THE DATA:
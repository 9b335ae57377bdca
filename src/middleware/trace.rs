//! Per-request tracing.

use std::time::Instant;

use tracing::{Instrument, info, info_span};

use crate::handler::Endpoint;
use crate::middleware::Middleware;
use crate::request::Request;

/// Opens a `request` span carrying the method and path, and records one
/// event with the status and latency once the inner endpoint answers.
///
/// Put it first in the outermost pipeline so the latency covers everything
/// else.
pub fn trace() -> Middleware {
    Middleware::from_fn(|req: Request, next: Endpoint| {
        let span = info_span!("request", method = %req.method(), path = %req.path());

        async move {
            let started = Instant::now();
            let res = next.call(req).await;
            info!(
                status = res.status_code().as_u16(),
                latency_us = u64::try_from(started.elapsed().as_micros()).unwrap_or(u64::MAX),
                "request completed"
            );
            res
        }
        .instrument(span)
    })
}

* * *

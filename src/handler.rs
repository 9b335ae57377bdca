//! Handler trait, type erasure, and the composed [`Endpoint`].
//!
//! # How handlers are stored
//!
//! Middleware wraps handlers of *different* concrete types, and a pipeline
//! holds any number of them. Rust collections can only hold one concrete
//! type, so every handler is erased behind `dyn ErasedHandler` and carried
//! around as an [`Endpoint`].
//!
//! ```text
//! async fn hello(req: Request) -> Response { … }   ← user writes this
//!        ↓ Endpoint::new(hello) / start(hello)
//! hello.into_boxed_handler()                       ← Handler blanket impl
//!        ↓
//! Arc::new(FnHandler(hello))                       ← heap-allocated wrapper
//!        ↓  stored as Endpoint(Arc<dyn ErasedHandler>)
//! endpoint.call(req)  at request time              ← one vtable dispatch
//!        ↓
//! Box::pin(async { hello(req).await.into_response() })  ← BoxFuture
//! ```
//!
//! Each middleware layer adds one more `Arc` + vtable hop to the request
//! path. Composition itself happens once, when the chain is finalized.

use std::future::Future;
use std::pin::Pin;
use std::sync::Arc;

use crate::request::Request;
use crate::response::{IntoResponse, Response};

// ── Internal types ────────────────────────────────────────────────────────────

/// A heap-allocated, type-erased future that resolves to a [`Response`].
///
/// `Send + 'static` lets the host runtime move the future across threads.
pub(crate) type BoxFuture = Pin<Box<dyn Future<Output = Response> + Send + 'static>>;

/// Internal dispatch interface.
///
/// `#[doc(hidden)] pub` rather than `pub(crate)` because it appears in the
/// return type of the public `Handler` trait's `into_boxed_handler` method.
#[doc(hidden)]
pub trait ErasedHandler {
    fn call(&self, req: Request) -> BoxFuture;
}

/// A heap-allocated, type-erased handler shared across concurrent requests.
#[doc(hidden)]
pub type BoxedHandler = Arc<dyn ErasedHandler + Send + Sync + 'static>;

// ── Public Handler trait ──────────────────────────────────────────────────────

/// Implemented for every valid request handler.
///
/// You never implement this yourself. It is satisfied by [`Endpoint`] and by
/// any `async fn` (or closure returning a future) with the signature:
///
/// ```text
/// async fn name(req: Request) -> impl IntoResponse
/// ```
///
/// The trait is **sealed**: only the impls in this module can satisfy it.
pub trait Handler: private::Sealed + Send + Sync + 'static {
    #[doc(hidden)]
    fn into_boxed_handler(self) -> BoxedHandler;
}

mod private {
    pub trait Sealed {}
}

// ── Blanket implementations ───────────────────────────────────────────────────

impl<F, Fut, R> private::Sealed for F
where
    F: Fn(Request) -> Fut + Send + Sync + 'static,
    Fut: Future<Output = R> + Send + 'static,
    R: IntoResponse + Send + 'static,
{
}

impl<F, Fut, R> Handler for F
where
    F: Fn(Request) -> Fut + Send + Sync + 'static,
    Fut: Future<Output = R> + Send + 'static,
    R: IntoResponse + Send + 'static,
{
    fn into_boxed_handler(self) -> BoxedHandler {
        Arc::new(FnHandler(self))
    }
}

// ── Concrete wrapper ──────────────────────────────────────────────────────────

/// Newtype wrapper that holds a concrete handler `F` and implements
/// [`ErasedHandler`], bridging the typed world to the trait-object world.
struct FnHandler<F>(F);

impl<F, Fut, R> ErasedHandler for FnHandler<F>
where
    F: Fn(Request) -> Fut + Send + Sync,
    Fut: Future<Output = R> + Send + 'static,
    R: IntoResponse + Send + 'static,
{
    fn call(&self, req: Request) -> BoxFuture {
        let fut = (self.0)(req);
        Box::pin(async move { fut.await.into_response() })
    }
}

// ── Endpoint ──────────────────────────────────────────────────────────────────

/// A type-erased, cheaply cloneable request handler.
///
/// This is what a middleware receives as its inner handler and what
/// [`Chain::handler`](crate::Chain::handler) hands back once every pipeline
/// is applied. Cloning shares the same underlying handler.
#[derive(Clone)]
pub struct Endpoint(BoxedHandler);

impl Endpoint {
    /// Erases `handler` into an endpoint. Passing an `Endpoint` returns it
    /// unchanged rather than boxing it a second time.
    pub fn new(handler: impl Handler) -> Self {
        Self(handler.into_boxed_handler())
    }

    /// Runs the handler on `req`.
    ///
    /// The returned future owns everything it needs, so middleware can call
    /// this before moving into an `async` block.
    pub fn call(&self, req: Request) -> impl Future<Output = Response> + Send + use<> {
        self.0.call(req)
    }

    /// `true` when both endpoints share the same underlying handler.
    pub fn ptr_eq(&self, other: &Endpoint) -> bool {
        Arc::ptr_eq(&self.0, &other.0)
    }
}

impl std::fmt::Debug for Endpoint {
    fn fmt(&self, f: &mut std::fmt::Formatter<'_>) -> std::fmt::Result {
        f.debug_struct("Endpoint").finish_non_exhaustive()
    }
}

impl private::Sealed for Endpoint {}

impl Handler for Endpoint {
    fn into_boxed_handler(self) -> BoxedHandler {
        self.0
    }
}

---

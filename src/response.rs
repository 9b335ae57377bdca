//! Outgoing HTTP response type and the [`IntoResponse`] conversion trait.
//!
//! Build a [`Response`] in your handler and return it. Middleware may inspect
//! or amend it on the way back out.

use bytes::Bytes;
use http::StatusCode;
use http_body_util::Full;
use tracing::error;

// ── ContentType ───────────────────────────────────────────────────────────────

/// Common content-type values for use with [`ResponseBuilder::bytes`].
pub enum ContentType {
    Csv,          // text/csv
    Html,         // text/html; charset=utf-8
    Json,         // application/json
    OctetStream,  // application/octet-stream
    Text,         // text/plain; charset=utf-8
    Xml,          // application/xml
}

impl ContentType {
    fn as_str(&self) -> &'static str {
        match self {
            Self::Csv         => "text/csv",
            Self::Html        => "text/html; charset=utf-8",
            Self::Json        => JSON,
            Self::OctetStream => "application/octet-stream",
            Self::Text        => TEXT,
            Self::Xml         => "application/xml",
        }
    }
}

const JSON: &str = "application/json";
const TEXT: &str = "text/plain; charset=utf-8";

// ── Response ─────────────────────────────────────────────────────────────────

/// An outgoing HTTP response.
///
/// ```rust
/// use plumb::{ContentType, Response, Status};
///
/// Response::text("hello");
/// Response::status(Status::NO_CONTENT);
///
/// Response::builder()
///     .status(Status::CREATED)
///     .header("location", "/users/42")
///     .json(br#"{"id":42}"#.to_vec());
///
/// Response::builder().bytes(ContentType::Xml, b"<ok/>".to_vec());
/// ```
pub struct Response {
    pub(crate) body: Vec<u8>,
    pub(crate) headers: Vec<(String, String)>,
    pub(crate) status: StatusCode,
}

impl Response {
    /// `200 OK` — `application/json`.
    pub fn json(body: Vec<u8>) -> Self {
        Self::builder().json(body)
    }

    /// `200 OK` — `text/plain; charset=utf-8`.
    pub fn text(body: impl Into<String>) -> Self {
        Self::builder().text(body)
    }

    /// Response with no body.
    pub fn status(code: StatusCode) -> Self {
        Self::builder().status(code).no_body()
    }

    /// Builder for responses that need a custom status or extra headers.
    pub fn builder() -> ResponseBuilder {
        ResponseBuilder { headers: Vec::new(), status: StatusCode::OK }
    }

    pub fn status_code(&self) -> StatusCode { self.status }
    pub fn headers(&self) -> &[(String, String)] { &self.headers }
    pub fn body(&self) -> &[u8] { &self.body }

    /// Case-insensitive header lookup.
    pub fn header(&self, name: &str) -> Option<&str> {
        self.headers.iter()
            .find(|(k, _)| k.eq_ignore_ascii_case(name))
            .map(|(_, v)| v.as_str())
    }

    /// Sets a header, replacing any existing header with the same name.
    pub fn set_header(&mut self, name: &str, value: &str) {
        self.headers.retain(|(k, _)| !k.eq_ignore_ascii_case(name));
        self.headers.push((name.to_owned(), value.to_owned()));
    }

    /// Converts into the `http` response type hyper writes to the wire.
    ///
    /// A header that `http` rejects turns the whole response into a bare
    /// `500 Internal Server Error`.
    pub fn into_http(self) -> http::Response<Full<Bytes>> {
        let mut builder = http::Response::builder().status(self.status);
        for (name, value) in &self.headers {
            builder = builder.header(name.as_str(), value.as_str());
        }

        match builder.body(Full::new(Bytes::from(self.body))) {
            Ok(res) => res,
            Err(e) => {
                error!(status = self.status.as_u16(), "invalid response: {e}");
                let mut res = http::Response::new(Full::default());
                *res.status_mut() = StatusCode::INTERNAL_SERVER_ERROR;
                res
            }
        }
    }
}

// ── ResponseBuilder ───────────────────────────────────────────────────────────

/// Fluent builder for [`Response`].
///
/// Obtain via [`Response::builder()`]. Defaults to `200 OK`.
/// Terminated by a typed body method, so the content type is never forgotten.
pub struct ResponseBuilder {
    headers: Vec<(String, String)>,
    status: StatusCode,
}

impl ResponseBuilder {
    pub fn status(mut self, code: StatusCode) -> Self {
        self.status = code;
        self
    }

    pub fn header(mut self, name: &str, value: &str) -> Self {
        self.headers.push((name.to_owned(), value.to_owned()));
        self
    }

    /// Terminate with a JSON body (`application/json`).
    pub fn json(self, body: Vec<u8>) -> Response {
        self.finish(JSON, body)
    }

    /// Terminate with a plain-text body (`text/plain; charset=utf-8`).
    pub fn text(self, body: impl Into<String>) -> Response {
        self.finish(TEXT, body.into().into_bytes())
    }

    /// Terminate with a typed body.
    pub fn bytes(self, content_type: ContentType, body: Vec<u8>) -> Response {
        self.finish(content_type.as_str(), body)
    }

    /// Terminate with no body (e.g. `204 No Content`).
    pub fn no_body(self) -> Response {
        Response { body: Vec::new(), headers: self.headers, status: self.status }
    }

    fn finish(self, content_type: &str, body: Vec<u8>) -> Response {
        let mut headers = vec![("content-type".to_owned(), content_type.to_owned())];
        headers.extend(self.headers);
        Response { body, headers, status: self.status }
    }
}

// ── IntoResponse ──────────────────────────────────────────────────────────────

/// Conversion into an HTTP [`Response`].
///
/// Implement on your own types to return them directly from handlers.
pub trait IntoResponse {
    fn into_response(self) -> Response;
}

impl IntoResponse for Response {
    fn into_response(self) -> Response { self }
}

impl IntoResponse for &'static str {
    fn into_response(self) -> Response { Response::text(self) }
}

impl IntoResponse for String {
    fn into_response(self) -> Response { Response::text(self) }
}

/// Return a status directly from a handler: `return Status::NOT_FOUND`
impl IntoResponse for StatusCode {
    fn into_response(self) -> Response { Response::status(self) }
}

EXERCISE DETAILS: Among the records, find every line holding the word "hidden" and copy it.

RESPONSE AREA:
/// `#[doc(hidden)] pub` rather than `pub(crate)` because it appears in the
#[doc(hidden)]
#[doc(hidden)]
    #[doc(hidden)]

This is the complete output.